1

I'm trying to extract the size (in kb) from a file. Trying to do so as follows:

textA=$(du a)
sizeA=$(expr match "$textA" '\(^[^\s]*\)')
textB=$(du b)
sizeB=$(expr match "$textB" '\(^[^\s]*\)')

echo $textA
echo $sizeA
echo $textB
echo $sizeB

[[ $sizeA == $sizeB ]] && echo "eq"

But this just prints in console textA and textB. Both are like:

30745 a

Can someone please explain why is not the regex matching? I've tried to test the regex against the text in many sites, just to make sure, and it appears to capture the correct text.

I've also tried changing it to:

'^\([^\s]*\)'

But this way it will capture all the text. Any thoughts?

Adrian Frühwirth
  • 42,970
  • 10
  • 60
  • 71
gcandal
  • 937
  • 8
  • 23
  • 1
    It seems that `expr` isn't aware of character classes that follows the syntax of `\s`. For example the expression `sizeA=$(expr match $textA '\(^[[:digit:]]*\)')` works for me... – user1146332 Aug 02 '13 at 09:08

4 Answers4

3

Not a direct answer, but I would do it like this:

 sizeA=$(du a | awk '{print $1}')
piokuc
  • 25,594
  • 11
  • 72
  • 102
3

My expr match does not understand \s or other extended regexps. Try '\([0-9]*\)' instead.
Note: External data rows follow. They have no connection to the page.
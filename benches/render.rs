//! Benchmarks for building, rendering and parsing documents.
//!
//! Run with: cargo bench

use std::hint::black_box;

use criterion::{Criterion, criterion_group, criterion_main};

use balisage::dom::parse_fragment;
use balisage::{
    Formatter, Indenter, Page, TableOptions, div, heading2, hyperlink, paragraph,
    table_from_rows, unordered_list_of,
};

/// A page with a few hundred elements: sections of text, links and a table.
fn sample_page() -> Page {
    let mut page = Page::new("Benchmark").with_stylesheet("style.css");
    for i in 0..20 {
        let mut section = div().with_class("section").unwrap();
        section.add(heading2(format!("Section {i}"))).unwrap();
        section
            .add(paragraph("Lorem ipsum dolor sit amet & <consectetur> \"adipiscing\" elit."))
            .unwrap();
        section
            .add(unordered_list_of(
                (0..5).map(|j| hyperlink(format!("/s{i}/{j}"), format!("Link {j}"))),
            ))
            .unwrap();
        page.add(section).unwrap();
    }

    let headers = ["Name", "Unit Price", "Quantity"];
    let rows: Vec<Vec<String>> = (0..100)
        .map(|i| vec![format!("item {i}"), format!("{}.99", i % 10), i.to_string()])
        .collect();
    page.add(table_from_rows(&headers, &rows, &TableOptions::default()).unwrap())
        .unwrap();
    page
}

// ============================================================================
// Rendering Benchmarks
// ============================================================================

fn bench_build(c: &mut Criterion) {
    c.bench_function("build_page", |b| {
        b.iter(sample_page);
    });
}

fn bench_render(c: &mut Criterion) {
    let page = sample_page();
    c.bench_function("render_page", |b| {
        b.iter(|| black_box(&page).render());
    });
}

fn bench_indent(c: &mut Criterion) {
    let html = sample_page().render();
    let indenter = Indenter::default();
    c.bench_function("indent_page", |b| {
        b.iter(|| indenter.format(black_box(&html)));
    });
}

// ============================================================================
// Parsing Benchmarks
// ============================================================================

fn bench_parse(c: &mut Criterion) {
    let html = sample_page().body().render();
    c.bench_function("parse_fragment", |b| {
        b.iter(|| parse_fragment(black_box(&html)).unwrap());
    });
}

criterion_group!(
    benches,
    // Rendering
    bench_build,
    bench_render,
    bench_indent,
    // Parsing
    bench_parse,
);
criterion_main!(benches);
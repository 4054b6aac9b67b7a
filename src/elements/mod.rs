//! Constructors for common HTML elements.
//!
//! Each constructor returns a plain [`Element`](crate::Element) with a
//! known-good tag, so none of them can fail. Content arguments take anything
//! that converts into a [`Node`](crate::Node): text or another element.
//!
//! ```
//! use balisage::elements::{div, heading2, paragraph};
//!
//! let mut section = div();
//! section.add(heading2("Results"))?.add(paragraph("All green."))?;
//! assert_eq!(
//!     section.render(),
//!     "<div><h2>Results</h2><p>All green.</p></div>"
//! );
//! # Ok::<(), balisage::Error>(())
//! ```

mod format;
mod image;
mod links;
mod lists;
pub mod tables;
mod text;

pub use format::{div, horizontal_rule, line_break, span};
pub use image::image;
pub use links::{hyperlink, stylesheet_link};
pub use lists::{list_item, ordered_list, ordered_list_of, unordered_list, unordered_list_of};
pub use tables::{
    TableOptions, TableSource, table, table_data, table_from_rows, table_from_source,
    table_header, table_row,
};
pub use text::{
    heading, heading1, heading2, heading3, heading4, heading5, heading6, paragraph,
};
But as others mentioned already, using regexp for getting "the first word" is a little overkill. I'd use du s | { read a b; echo $a; }, but you could also use the awk version or solutions using cut.

Alfe
  • 56,346
  • 20
  • 107
  • 159
2

Do not parse the output of du, if available you can e.g. use stat to get the size of a file in bytes:

sizeA=$(stat -c%s "${fileA}")
Alfe
  • 56,346
  • 20
  • 107
  • 159
Adrian Frühwirth
  • 42,970
  • 10
  • 60
  • 71
  • Did the OP state that he was about to use `du` on plain files only? Maybe he wants to compare directory sizes. – Alfe Aug 02 '13 at 09:11
  • Can't use stat in this machine (running Solaris). – gcandal Aug 02 '13 at 09:11
  • 1
    @Alfe: Run `du` without any switches on a directory and you will understand why it was implied that a single file was meant when the OP wrote "a" file based on the code snippet. – Adrian Frühwirth Aug 02 '13 at 09:25
  • @GCC404 OK, then I understand that's not an option unless you have the Solaris `coreutils` package installed (which provides `stat`) or it's an option to install it. I took the liberty to add `solaris` to the question's tags :-) – Adrian Frühwirth Aug 02 '13 at 09:31
  • (I took a minor edit in order to be able to remove my downvote, so don't mind that.) @Adrian: I see your reasoning behind the single file assumption. But directories without subdirectories give single-line outputs just as well, and in case hierarchical directories (with subdirs) are used as input, it's a valid assumption as well that the user then will add the proper option to `du` to suppress subdir output. – Alfe Aug 02 '13 at 11:19
  • Isn't just your answer using `stat` from the `solaris` package? Does your answer give you a reason to add a tag to the question? That seems not proper to me. OP might be working on Solaris currently but that does not mean his program should only work there. – Alfe Aug 02 '13 at 11:20
  • 1
    @Alfe I understood the reason behind your edit, no worries! No, not at all. My answer is "use `stat` on systems where it is available" (mainly Linux, plus others where it can be installed) if portability is not an issue. `stat` is not a `Solaris` tool. There is no non-ugly way of portably determining file size across different *nix flavours in shell scripting. Check [POSIX](http://pubs.opengroup.org/onlinepubs/009604499/utilities/du.html), you cannot even rely on having `du` available. ... – Adrian Frühwirth Aug 02 '13 at 11:41
  • `stat` is a good option on systems that support it since you don't have to resolve to parsing some other tool's output (another option is e.g. to use `GNU find`'s `-printf` option). If portability is absolutely required, it's the OP's responsibility to mention this as part of the question but I did give the hint that it is not since the system had not been mentioned. This is exactly what the tags are for and that's why I added it to reduce possible noise (someone might post another answer that does not work on Solaris otherwise). I added the tag based on the OP's comment, not my answer. – Adrian Frühwirth Aug 02 '13 at 11:42
  • 1
    Yeah, on the other hand, now someone might post an answer which works specifically on Solaris (and nowhere else) which also might not have been intended. Conclusion: Changing specs from the receiver side is a dangerous business ;-) – Alfe Aug 02 '13 at 11:44
  • @Alfe And that's why I mentioned my edit to the OP and didn't do it silently. What we both do here is absolute guesswork, but since Solaris is obviously a requirement, it's IMHO better to get answers that work on the one system mentioned than lots of answers that might work on many *but* the one system where we know it has to work. It's not like my edit is "in Stein gemeißelt", he can always roll it back ;-) – Adrian Frühwirth Aug 02 '13 at 11:51
2
size=$(wc -c < file)

If you want to use du, I would use the bash builtin read:

read size filename < <(du file)

Note that you can't say du file | read size filename because in bash, components of a pipeline are executed in subshells, so the variables will disappear when the subshell exits.

glenn jackman
  • 238,783
  • 38
  • 220
  • 352